CollegeVine, an online college advising website, has outlined 12 benefits of near-peer mentoring:
- Increased access to career information
- Near-peer mentors can share recent experiences
- Someone closer in age could feel more approachable
- Because a near-peer mentor is both a mentor and a peer, both parties can share relevant information with each other
- Similar backgrounds increase the possibility of bonding
- Meeting people who have recently tackled a similar educational path can increase student confidence and self esteem
- Near-peer mentors seek to build relationships built on trust and respect, which in turn motivates mentees to apply themselves and follow through
- Students in demographic groups traditionally underrepresented in STEM can especially benefit from a near-peer’s experience recently navigating the many layers of college life, which includes many new experiences outside of academics
- Near-peer mentors have had to become uber organized to survive college and a young career and are often very willing to share what they’ve learned
- Near-peer mentors can provide emotional support and often receive training in this area as part of the program they represent
- Near-peer mentors can offer expertise in relevant areas outside of STEM
- It’s natural for younger students to have tunnel vision and mostly focus on the subject at hand. Near-peer mentors can help them see the bigger picture and overcome the distance between the beginning of their educational journey and where they hope to end up
Research shows that mentoring helps all students, but especially women and others underrepresented in STEM disciplines, combat the isolation they can feel in STEM environments. The President’s Council of Advisors on Science and Technology states that mentoring is critical for retaining STEM majors in STEM careers, which is a necessity for our nation to continue leading the world in scientific and technical innovation.

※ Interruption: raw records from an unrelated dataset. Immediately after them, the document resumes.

#[cfg(test)]
mod tests {
    use super::*;

    fn date(y: i32, m: u32, d: u32) -> PackedDate {
        PackedDate::pack(y, m, d).unwrap()
    }

    #[test]
    fn test_pack_unpack() {
        let packed = date(2020, 1, 15);
        assert_eq!(packed.unpack(), Some((2020, 1, 15)));
        assert_eq!(packed.to_string(), "2020-01-15");
        assert_eq!(PackedDate::from_raw(packed.raw()), packed);
        assert!(packed < date(2020, 1, 16));
    }

    #[test]
    fn test_negative_years_order() {
        assert!(date(-1, 12, 31) < date(0, 1, 1));
        assert!(date(-200, 6, 1) < date(-1, 1, 1));
        assert!(PackedDate::MISSING < date(i16::MIN as i32, 1, 1));
    }

    #[test]
    fn test_rejects_invalid() {
        assert!(PackedDate::pack(2023, 2, 29).is_err());
        assert!(PackedDate::pack(2023, 13, 1).is_err());
        assert!(PackedDate::pack(2023, 4, 31).is_err());
        assert!(PackedDate::pack(40_000, 1, 1).is_err());
        assert!(PackedDate::pack(2024, 2, 29).is_ok());
    }

    #[test]
    fn test_epoch_day_matches_chrono() {
        let epoch = NaiveDate::from_ymd_opt(1970, 1, 1).unwrap();
        for (y, m, d) in [(1970, 1, 1), (2000, 2, 29), (1969, 12, 31), (1, 1, 1), (-400, 3, 1), (2024, 12, 31)] {
            let packed = date(y, m, d);
            let expected = (NaiveDate::from_ymd_opt(y, m, d).unwrap() - epoch).num_days();
            assert_eq!(packed.to_epoch_day(), expected, "{}", packed);
            assert_eq!(PackedDate::from_epoch_day(expected).unwrap(), packed);
        }
    }

    #[test]
    fn test_fields() {
        let d = date(2024, 3, 1);
        assert_eq!(d.day_of_year(), 61);
        assert_eq!(d.quarter(), 1);
        assert_eq!(d.weekday(), Weekday::Fri);
        assert!(d.is_leap_year());
        assert_eq!(d.length_of_year(), 366);
        assert!(d.is_first_day_of_month());
        assert!(date(2023, 2, 28).is_last_day_of_month());
        assert_eq!(date(2023, 12, 31).quarter(), 4);
    }

    #[test]
    fn test_iso_week_matches_chrono() {
        for (y, m, d) in [(2021, 1, 1), (2020, 12, 31), (2024, 12, 30), (2026, 1, 1), (2015, 12, 31)] {
            let expected = NaiveDate::from_ymd_opt(y, m, d).unwrap().iso_week().week();
            assert_eq!(date(y, m, d).iso_week(), expected, "{}-{}-{}", y, m, d);
        }
    }

    #[test]
    fn test_plus_days_crosses_boundaries() {
        assert_eq!(date(2023, 12, 31).plus_days(1).unwrap(), date(2024, 1, 1));
        assert_eq!(date(2024, 2, 28).plus_days(1).unwrap(), date(2024, 2, 29));
        assert_eq!(date(2024, 3, 1).plus_days(-1).unwrap(), date(2024, 2, 29));
        assert_eq!(date(2020, 1, 15).plus_days(365).unwrap(), date(2021, 1, 14));
        assert_eq!(date(2020, 1, 15).plus_weeks(2).unwrap(), date(2020, 1, 29));
    }

    #[test]
    fn test_month_arithmetic_clamps() {
        assert_eq!(date(2024, 1, 31).plus_months(1).unwrap(), date(2024, 2, 29));
        assert_eq!(date(2023, 1, 31).plus_months(1).unwrap(), date(2023, 2, 28));
        assert_eq!(date(2024, 1, 15).plus_months(-2).unwrap(), date(2023, 11, 15));
        assert_eq!(date(2024, 2, 29).plus_years(1).unwrap(), date(2025, 2, 28));
        assert_eq!(date(2024, 5, 31).with_month(6).unwrap(), date(2024, 6, 30));
        assert!(date(2024, 5, 31).plus(1, TimeUnit::Hours).is_err());
    }

    #[test]
    fn test_missing_propagates() {
        let missing = PackedDate::MISSING;
        assert_eq!(missing.plus_days(3).unwrap(), missing);
        assert_eq!(missing.plus_months(3).unwrap(), missing);
        assert_eq!(missing.to_naive(), None);
        assert_eq!(missing.to_string(), "");
        assert_eq!(missing.days_until(date(2020, 1, 1)), None);
    }

    #[test]
    fn test_until() {
        let start = date(2020, 1, 15);
        assert_eq!(start.days_until(date(2020, 2, 14)), Some(30));
        assert_eq!(start.weeks_until(date(2020, 2, 14)), Some(4));
        assert_eq!(start.months_until(date(2020, 2, 14)), Some(0));
        assert_eq!(start.months_until(date(2020, 2, 15)), Some(1));
        assert_eq!(start.years_until(date(2023, 1, 14)), Some(2));
        assert_eq!(date(2020, 2, 15).months_until(start), Some(-1));
    }

    #[test]
    fn test_from_str() {
        assert_eq!("2020-01-15".parse::<PackedDate>().unwrap(), date(2020, 1, 15));
        assert!("2020-02-30".parse::<PackedDate>().is_err());
    }

    #[test]
    fn test_expanded_years_read_back() {
        for packed in [date(12_000, 1, 15), date(i16::MAX as i32, 12, 31), date(-44, 3, 15)] {
            let text = packed.to_string();
            assert_eq!(text.parse::<PackedDate>().unwrap(), packed, "{}", text);
        }
        assert_eq!(date(12_000, 1, 15).to_string(), "+12000-01-15");
        assert_eq!(date(-44, 3, 15).to_string(), "-0044-03-15");
        assert_eq!(date(9999, 12, 31).to_string(), "9999-12-31");
    }
}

About DoD STEM and Defense STEM Education Consortium
Defense STEM Education Consortium (DSEC) is a collaborative partnership of STEM-focused organizations dedicated to addressing and prioritizing our nation’s STEM talent. DSEC aims to broaden STEM literacy and develop a diverse and agile workforce with the technical excellence to defend our nation. Through strategic investment in STEM education and outreach activities, the effort will provide students with more exposure to educational and career opportunities as well as DoD research. DSEC is led on behalf of DoD STEM by RTI International.
About Morgan State Univerity
Morgan State University’s Center for Excellence in Mathematics and Science (CEMSE) was created in 1988 to enhance Morgan State’s math and science offerings for its students and to address how technology influences all aspects of society—from health and the environment to the nation’s workforce and national defense. CEMSE’s role in the consortium is to support collaborative activities between Morgan State students, the surrounding Baltimore community, and the numerous DoD installations in the greater Washington, DC/Baltimore area.
About Bowie State University
Bowie State University (BSU) offers innovative academic and hands-on experiences that enable students to explore a variety of pathways to computing and other STEM careers. Maryland’s first historically black university, BSU supports the states workforce and economy through strategic partnerships, research and public service. Recognized as a National Center for Academic Excellence in Cyber Defense, BSU prepares students for high-demand professions to help secure the nation from cyber-attacks.